WORK REQUEST:
Look through the material below. Copy every line with the string "reveal" in it.

DATA RECORDS:
//! E2E tests for post pages, downloads, publishing and editing

mod common;

use common::{TestServer, archive_post};
use serde_json::json;

#[tokio::test]
async fn test_post_page_counts_views() {
    let server = TestServer::new().await;
    server
        .seed_archive([archive_post(4, "Game AI", "GPT-4", &["game"])])
        .await;

    let response = server
        .client
        .get(server.url("/posts/archive/p004"))
        .send()
        .await
        .unwrap();

    assert_eq!(response.status(), 200);
    let body = response.text().await.unwrap();
    assert!(body.contains("Game AI"));
    assert!(body.contains("Author One"));
    assert_eq!(server.archive_row("p004").await["views"], 5);
}

#[tokio::test]
async fn test_missing_post_renders_not_found_page() {
    let server = TestServer::new().await;

    for path in ["/posts/archive/nope", "/posts/status/1"] {
        let response = server.client.get(server.url(path)).send().await.unwrap();
        assert_eq!(response.status(), 404, "path {path}");
        let body = response.text().await.unwrap();
        assert!(body.contains("Post not found or no longer available."));
    }
}

#[tokio::test]
async fn test_private_prompt_is_not_shown() {
    let server = TestServer::new().await;
    let mut post = archive_post(1, "Secret sauce", "Claude 3", &["game"]);
    post["prompt"] = json!("do not reveal");
    post["prompt_is_public"] = json!(false);
    server.seed_archive([post]).await;

    let body = server
        .client
        .get(server.url("/posts/archive/p001"))
        .send()
        .await
        .unwrap()
        .text()
        .await
        .unwrap();

    assert!(!body.contains("do not reveal"));
}

#[tokio::test]
async fn test_download_text_export() {
    let server = TestServer::new().await;
    server
        .seed_archive([archive_post(1, "Game AI: v2", "GPT-4", &["game"])])
        .await;

    let response = server
        .client
        .post(server.url("/posts/archive/p001/download"))
        .send()
        .await
        .unwrap();

    assert_eq!(response.status(), 200);
    assert_eq!(
        response.headers()["content-disposition"],
        "attachment; filename=\"Game_AI_v2.txt\""
    );
    let body = response.text().await.unwrap();
    assert!(body.contains("Insight number 1"));
    assert_eq!(server.archive_row("p001").await["downloads"], 1);
}

#[tokio::test]
async fn test_download_embedded_post_redirects() {
    let server = TestServer::new().await;
    let mut post = archive_post(1, "Shared chat", "Claude 3", &["chat"]);
    post["content"] = json!("Content available via embedded link");
    post["embed_url"] = json!("http://chat.example.com/share/1");
    server.seed_archive([post]).await;

    let response = server
        .client
        .post(server.url("/posts/archive/p001/download"))
        .send()
        .await
        .unwrap();

    assert!(response.status().is_redirection());
    assert_eq!(
        response.headers()["location"],
        "https://chat.example.com/share/1"
    );
}

#[tokio::test]
async fn test_collab_posts_cannot_be_downloaded() {
    let server = TestServer::new().await;

    let response = server
        .client
        .post(server.url("/posts/collab/c1/download"))
        .send()
        .await
        .unwrap();

    assert_eq!(response.status(), 400);
}

#[tokio::test]
async fn test_publish_requires_sign_in() {
    let server = TestServer::new().await;

    let response = server
        .client
        .post(server.url("/publish/collab"))
        .json(&json!({
            "type": "offer", "title": "Pairing", "description": "Happy to help",
            "contact_email": "a@example.com", "tags": ["rust"]
        }))
        .send()
        .await
        .unwrap();

    assert_eq!(response.status(), 401);
}

#[tokio::test]
async fn test_publish_archive_and_find_it_on_profile() {
    let server = TestServer::new().await;
    let token = server.token("writer");

    let response = server
        .client
        .post(server.url("/publish/archive"))
        .bearer_auth(&token)
        .json(&json!({
            "title": "Level design notes",
            "ai_model": "Claude 3",
            "prompt": "Design a level",
            "content": "Start small",
            "tags": [" Game ", "design"]
        }))
        .send()
        .await
        .unwrap();
    assert_eq!(response.status(), 201);
    let saved: serde_json::Value = response.json().await.unwrap();
    assert_eq!(saved["kind"], "archive");

    let profile = server
        .client
        .get(server.url("/profile"))
        .bearer_auth(&token)
        .send()
        .await
        .unwrap()
        .text()
        .await
        .unwrap();
    assert!(profile.contains("Level design notes"));

    // Popular tags pick up the new post immediately
    let tags: serde_json::Value = server
        .client
        .get(server.url("/api/tags/popular"))
        .send()
        .await
        .unwrap()
        .json()
        .await
        .unwrap();
    assert!(
        tags.as_array()
            .unwrap()
            .iter()
            .any(|tag| tag["tag"] == "game")
    );
}

#[tokio::test]
async fn test_publish_rejects_invalid_tags() {
    let server = TestServer::new().await;

    let response = server
        .client
        .post(server.url("/publish/archive"))
        .bearer_auth(server.token("writer"))
        .json(&json!({
            "title": "Too short",
            "ai_model": "GPT-4",
            "prompt": "p",
            "content": "c",
            "tags": ["a"]
        }))
        .send()
        .await
        .unwrap();

    assert_eq!(response.status(), 400);
}

#[tokio::test]
async fn test_only_the_author_edits() {
    let server = TestServer::new().await;
    server
        .seed_archive([archive_post(1, "Original", "GPT-4", &["game"])])
        .await;
    let form = json!({
        "title": "Renamed",
        "ai_model": "GPT-4",
        "prompt": "p",
        "content": "c",
        "tags": ["game"]
    });

    let denied = server
        .client
        .put(server.url("/posts/archive/p001"))
        .bearer_auth(server.token("someone-else"))
        .json(&form)
        .send()
        .await
        .unwrap();
    assert_eq!(denied.status(), 403);

    let allowed = server
        .client
        .put(server.url("/posts/archive/p001"))
        .bearer_auth(server.token("author-1"))
        .json(&form)
        .send()
        .await
        .unwrap();
    assert_eq!(allowed.status(), 200);
    assert_eq!(server.archive_row("p001").await["title"], "Renamed");
}
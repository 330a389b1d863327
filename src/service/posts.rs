//! Post service
//!
//! Single-post reads, view and download counting, publishing, editing and
//! the author's own post lists.

use std::sync::Arc;

use chrono::Utc;
use serde_json::Value as Json;

use super::browse::parse_archive_rows;
use super::counters::{Counter, CounterService, CounterUpdate};
use super::publish::{ArchiveForm, CollabForm};
use crate::data::{
    ArchiveBody, ArchivePost, CollabPost, DataService, Expr, Order, Post, PostKind, Select, Table,
    Value,
};
use crate::error::AppError;
use crate::metrics::INVALID_ROWS_TOTAL;
use crate::render::{download_filename, export_text};

/// What a download request resolves to
#[derive(Debug, Clone)]
pub enum Download {
    /// Text export served as an attachment
    Text {
        filename: String,
        body: String,
        downloads: CounterUpdate,
    },
    /// Embedded posts download from their link
    Redirect { url: String, downloads: CounterUpdate },
}

pub struct PostService {
    data: Arc<dyn DataService>,
    counters: Arc<CounterService>,
}

impl PostService {
    pub fn new(data: Arc<dyn DataService>, counters: Arc<CounterService>) -> Self {
        Self { data, counters }
    }

    /// Fetch one post with its author
    ///
    /// # Errors
    /// `NotFound` when the post does not exist or its row is invalid.
    pub async fn get(&self, kind: PostKind, id: &str) -> Result<Post, AppError> {
        let query = Select::from(kind.table())
            .with_author()
            .filter(Expr::eq("id", Value::text(id)));
        let row = self
            .data
            .select(&query)
            .await?
            .rows
            .into_iter()
            .next()
            .ok_or(AppError::NotFound)?;

        Post::from_row(kind, row).map_err(|error| {
            INVALID_ROWS_TOTAL
                .with_label_values(&[kind.table().as_str()])
                .inc();
            tracing::warn!(%error, "Post row failed validation");
            AppError::NotFound
        })
    }

    /// Count a view of `post`, updating its displayed view count
    pub async fn record_view(&self, post: &mut Post) -> CounterUpdate {
        let update = self
            .counters
            .apply(post.kind(), post.id(), Counter::Views, 1, post.views())
            .await;
        post.set_views(update.value);
        update
    }

    /// Resolve a download and count it
    pub async fn download(&self, kind: PostKind, id: &str) -> Result<Download, AppError> {
        if kind != PostKind::Archive {
            return Err(AppError::Validation(
                "Downloads are only available for archive posts".to_string(),
            ));
        }
        let Post::Archive(post) = self.get(kind, id).await? else {
            return Err(AppError::NotFound);
        };

        let embed = match &post.body {
            ArchiveBody::Embedded(raw) => Some(
                crate::render::format::safe_embed_url(raw).ok_or_else(|| {
                    AppError::Unprocessable("This post's link cannot be opened".to_string())
                })?,
            ),
            ArchiveBody::Text(_) => None,
        };

        let downloads = self
            .counters
            .apply(kind, &post.id, Counter::Downloads, 1, post.downloads)
            .await;

        if let Some(url) = embed {
            return Ok(Download::Redirect { url, downloads });
        }
        let body = export_text(&post, Utc::now()).ok_or(AppError::NotFound)?;
        Ok(Download::Text {
            filename: download_filename(&post.title),
            body,
            downloads,
        })
    }

    pub async fn publish_archive(
        &self,
        user_id: &str,
        form: &ArchiveForm,
    ) -> Result<ArchivePost, AppError> {
        let row = with_author(form.validate()?, user_id);
        let stored = self.data.insert(Table::ArchivePosts, row).await?;
        let post = ArchivePost::from_row(stored).map_err(anyhow::Error::from)?;
        tracing::info!(post_id = %post.id, user_id, "Archive post published");
        Ok(post)
    }

    pub async fn publish_collab(
        &self,
        user_id: &str,
        form: &CollabForm,
    ) -> Result<CollabPost, AppError> {
        let row = with_author(form.validate()?, user_id);
        let stored = self.data.insert(Table::CollabPosts, row).await?;
        let Post::Collab(post) =
            Post::from_row(PostKind::Collab, stored).map_err(anyhow::Error::from)?
        else {
            return Err(AppError::Internal(anyhow::anyhow!(
                "collab insert returned another kind"
            )));
        };
        tracing::info!(post_id = %post.id, user_id, "Collab post published");
        Ok(post)
    }

    /// Replace the editable fields of the viewer's own post
    ///
    /// # Errors
    /// `Forbidden` when the post belongs to someone else.
    pub async fn update(
        &self,
        user_id: &str,
        kind: PostKind,
        id: &str,
        fields: Json,
    ) -> Result<Post, AppError> {
        let existing = self.get(kind, id).await?;
        if existing.user_id() != user_id {
            tracing::warn!(post_id = id, user_id, "Rejected edit of another user's post");
            return Err(AppError::Forbidden);
        }

        let filter = Expr::And(vec![
            Expr::eq("id", Value::text(id)),
            Expr::eq("user_id", Value::text(user_id)),
        ]);
        let row = self
            .data
            .update(kind.table(), &filter, fields)
            .await?
            .into_iter()
            .next()
            .ok_or(AppError::NotFound)?;
        tracing::info!(post_id = id, user_id, kind = kind.as_str(), "Post updated");
        Ok(Post::from_row(kind, row).map_err(anyhow::Error::from)?)
    }

    pub async fn update_archive(
        &self,
        user_id: &str,
        id: &str,
        form: &ArchiveForm,
    ) -> Result<Post, AppError> {
        let fields = form.validate()?;
        self.update(user_id, PostKind::Archive, id, fields).await
    }

    pub async fn update_collab(
        &self,
        user_id: &str,
        id: &str,
        form: &CollabForm,
    ) -> Result<Post, AppError> {
        let fields = form.validate()?;
        self.update(user_id, PostKind::Collab, id, fields).await
    }

    /// The user's own posts, newest first
    pub async fn by_author(
        &self,
        user_id: &str,
    ) -> Result<(Vec<ArchivePost>, Vec<CollabPost>), AppError> {
        let query = |table| {
            Select::from(table)
                .filter(Expr::eq("user_id", Value::text(user_id)))
                .order_by(Order::desc("created_at"))
        };

        let archive_query = query(Table::ArchivePosts);
        let collab_query = query(Table::CollabPosts);
        let (archive, collab) = tokio::try_join!(
            self.data.select(&archive_query),
            self.data.select(&collab_query),
        )?;

        let archive = parse_archive_rows(archive.rows);
        let collab = collab
            .rows
            .into_iter()
            .filter_map(|row| match Post::from_row(PostKind::Collab, row) {
                Ok(Post::Collab(post)) => Some(post),
                Ok(Post::Archive(_)) => None,
                Err(error) => {
                    INVALID_ROWS_TOTAL
                        .with_label_values(&[Table::CollabPosts.as_str()])
                        .inc();
                    tracing::warn!(%error, "Skipping invalid collab post");
                    None
                }
            })
            .collect();

        Ok((archive, collab))
    }
}

fn with_author(mut row: Json, user_id: &str) -> Json {
    row["user_id"] = Json::from(user_id);
    row
}
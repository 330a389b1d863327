//! Publish and edit forms
//!
//! Forms are validated into the row fields stored by the data service.
//! The author (`user_id`) is added by the caller from the session.

use chrono::NaiveDate;
use serde::Deserialize;
use serde_json::{Value as Json, json};

use crate::data::CollabType;
use crate::error::AppError;
use crate::render::format::safe_embed_url;
use crate::render::views::PRIVATE_PROMPT_NOTICE;

pub const MAX_TAGS: usize = 10;
const TAG_MIN_CHARS: usize = 2;
const TAG_MAX_CHARS: usize = 30;

fn default_true() -> bool {
    true
}

/// Archive post form
#[derive(Debug, Clone, Deserialize)]
pub struct ArchiveForm {
    pub title: String,
    pub ai_model: String,
    #[serde(default)]
    pub prompt: String,
    #[serde(default = "default_true")]
    pub prompt_is_public: bool,
    #[serde(default)]
    pub generation_date: Option<String>,
    #[serde(default)]
    pub content: Option<String>,
    #[serde(default)]
    pub embed_url: Option<String>,
    #[serde(default)]
    pub tags: Vec<String>,
}

impl ArchiveForm {
    /// Row fields for `archive_posts`
    pub fn validate(&self) -> Result<Json, AppError> {
        let title = required("Title", &self.title)?;
        let ai_model = required("AI model", &self.ai_model)?;

        let prompt = if self.prompt_is_public {
            required("Prompt", &self.prompt)?
        } else {
            PRIVATE_PROMPT_NOTICE.to_string()
        };

        let generation_date = match self.generation_date.as_deref().map(str::trim) {
            None | Some("") => None,
            Some(raw) => Some(NaiveDate::parse_from_str(raw, "%Y-%m-%d").map_err(|_| {
                AppError::Validation("Generation date must be a date (YYYY-MM-DD)".to_string())
            })?),
        };

        let content = self
            .content
            .as_deref()
            .map(str::trim)
            .filter(|c| !c.is_empty());
        let embed_url = self
            .embed_url
            .as_deref()
            .map(str::trim)
            .filter(|u| !u.is_empty());

        let (content, embed_url) = match (content, embed_url) {
            (Some(_), Some(_)) => {
                return Err(AppError::Validation(
                    "Provide either the AI-generated content or a shareable link, not both"
                        .to_string(),
                ));
            }
            (None, None) => {
                return Err(AppError::Validation(
                    "Please provide the AI-generated content or a shareable link".to_string(),
                ));
            }
            (Some(content), None) => (Json::from(content), Json::Null),
            (None, Some(raw)) => {
                let url = safe_embed_url(raw).ok_or_else(|| {
                    AppError::Validation("Shareable link must be an http(s) URL".to_string())
                })?;
                (Json::Null, Json::from(url))
            }
        };

        Ok(json!({
            "title": title,
            "ai_model": ai_model,
            "prompt": prompt,
            "prompt_is_public": self.prompt_is_public,
            "generation_date": generation_date,
            "content": content,
            "embed_url": embed_url,
            "tags": validate_tags(&self.tags)?,
        }))
    }
}

/// Collab post form
#[derive(Debug, Clone, Deserialize)]
pub struct CollabForm {
    #[serde(rename = "type")]
    pub collab_type: String,
    pub title: String,
    pub description: String,
    pub contact_email: String,
    #[serde(default)]
    pub tags: Vec<String>,
}

impl CollabForm {
    /// Row fields for `collab_posts`
    pub fn validate(&self) -> Result<Json, AppError> {
        let collab_type: CollabType = self.collab_type.trim().parse().map_err(|_| {
            AppError::Validation("Collaboration type must be request or offer".to_string())
        })?;
        let title = required("Title", &self.title)?;
        let description = required("Description", &self.description)?;
        let contact_email = self.contact_email.trim();
        if !is_plausible_email(contact_email) {
            return Err(AppError::Validation(
                "Please provide a valid contact email".to_string(),
            ));
        }

        Ok(json!({
            "type": collab_type.as_str(),
            "title": title,
            "description": description,
            "contact_email": contact_email,
            "tags": validate_tags(&self.tags)?,
        }))
    }
}

/// Trim, lowercase and check the tag list
pub fn validate_tags(raw: &[String]) -> Result<Vec<String>, AppError> {
    let mut tags: Vec<String> = Vec::with_capacity(raw.len());
    for tag in raw {
        let tag = tag.trim().to_lowercase();
        if tag.is_empty() {
            continue;
        }
        let chars = tag.chars().count();
        if chars < TAG_MIN_CHARS {
            return Err(AppError::Validation(format!(
                "Tag must be at least {TAG_MIN_CHARS} characters long: {tag}"
            )));
        }
        if chars > TAG_MAX_CHARS {
            return Err(AppError::Validation(format!(
                "Tag must be at most {TAG_MAX_CHARS} characters long: {tag}"
            )));
        }
        if tags.contains(&tag) {
            return Err(AppError::Validation(format!("Tag already added: {tag}")));
        }
        tags.push(tag);
    }

    if tags.is_empty() {
        return Err(AppError::Validation(
            "Please add at least one tag".to_string(),
        ));
    }
    if tags.len() > MAX_TAGS {
        return Err(AppError::Validation(format!(
            "Maximum {MAX_TAGS} tags allowed"
        )));
    }
    Ok(tags)
}

fn required(label: &str, value: &str) -> Result<String, AppError> {
    let value = value.trim();
    if value.is_empty() {
        return Err(AppError::Validation(format!("{label} is required")));
    }
    Ok(value.to_string())
}

fn is_plausible_email(email: &str) -> bool {
    let Some((local, domain)) = email.split_once('@') else {
        return false;
    };
    !local.is_empty()
        && !domain.contains('@')
        && domain.contains('.')
        && !domain.starts_with('.')
        && !domain.ends_with('.')
        && !email.chars().any(char::is_whitespace)
}

#[cfg(test)]
mod tests {
    use super::*;

    fn archive_form() -> ArchiveForm {
        ArchiveForm {
            title: " Game AI ".to_string(),
            ai_model: "Claude 3".to_string(),
            prompt: "Design an NPC".to_string(),
            prompt_is_public: true,
            generation_date: Some("2024-01-05".to_string()),
            content: Some("Behaviour tree".to_string()),
            embed_url: None,
            tags: vec![" Game ".to_string(), "AI".to_string()],
        }
    }

    fn tags(values: &[&str]) -> Vec<String> {
        values.iter().map(|t| t.to_string()).collect()
    }

    #[test]
    fn archive_form_normalises_fields() {
        let row = archive_form().validate().unwrap();
        assert_eq!(row["title"], "Game AI");
        assert_eq!(row["tags"], json!(["game", "ai"]));
        assert_eq!(row["generation_date"], "2024-01-05");
        assert!(row["embed_url"].is_null());
    }

    #[test]
    fn private_prompt_is_replaced() {
        let mut form = archive_form();
        form.prompt_is_public = false;
        form.prompt = String::new();
        let row = form.validate().unwrap();
        assert_eq!(row["prompt"], PRIVATE_PROMPT_NOTICE);
    }

    #[test]
    fn content_and_embed_are_exclusive() {
        let mut both = archive_form();
        both.embed_url = Some("https://example.com".to_string());
        assert!(both.validate().is_err());

        let mut neither = archive_form();
        neither.content = Some("   ".to_string());
        assert!(neither.validate().is_err());

        let mut embedded = archive_form();
        embedded.content = None;
        embedded.embed_url = Some("http://chat.example.com/s/1".to_string());
        let row = embedded.validate().unwrap();
        assert_eq!(row["embed_url"], "https://chat.example.com/s/1");
        assert!(row["content"].is_null());
    }

    #[test]
    fn embed_url_must_be_web_link() {
        let mut form = archive_form();
        form.content = None;
        form.embed_url = Some("javascript:alert(1)".to_string());
        assert!(matches!(form.validate(), Err(AppError::Validation(_))));
    }

    #[test]
    fn tag_rules() {
        assert!(validate_tags(&tags(&["a"])).is_err());
        assert!(validate_tags(&tags(&[&"x".repeat(31)])).is_err());
        assert!(validate_tags(&tags(&["rust", "RUST"])).is_err());
        assert!(validate_tags(&[]).is_err());
        let eleven: Vec<String> = (0..11).map(|i| format!("tag{i}")).collect();
        assert!(validate_tags(&eleven).is_err());
        assert_eq!(validate_tags(&tags(&["ok", " "])).unwrap(), vec!["ok"]);
    }

    #[test]
    fn collab_form_checks_type_and_email() {
        let form = CollabForm {
            collab_type: "offer".to_string(),
            title: "Pair on evals".to_string(),
            description: "Looking at eval harnesses".to_string(),
            contact_email: "ada@example.com".to_string(),
            tags: tags(&["evals"]),
        };
        assert_eq!(form.validate().unwrap()["type"], "offer");

        let mut bad_type = form.clone();
        bad_type.collab_type = "trade".to_string();
        assert!(bad_type.validate().is_err());

        let mut bad_email = form;
        bad_email.contact_email = "ada at example".to_string();
        assert!(bad_email.validate().is_err());
    }
}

YOUR RESPONSE:
    post["prompt"] = json!("do not reveal");
    assert!(!body.contains("do not reveal"));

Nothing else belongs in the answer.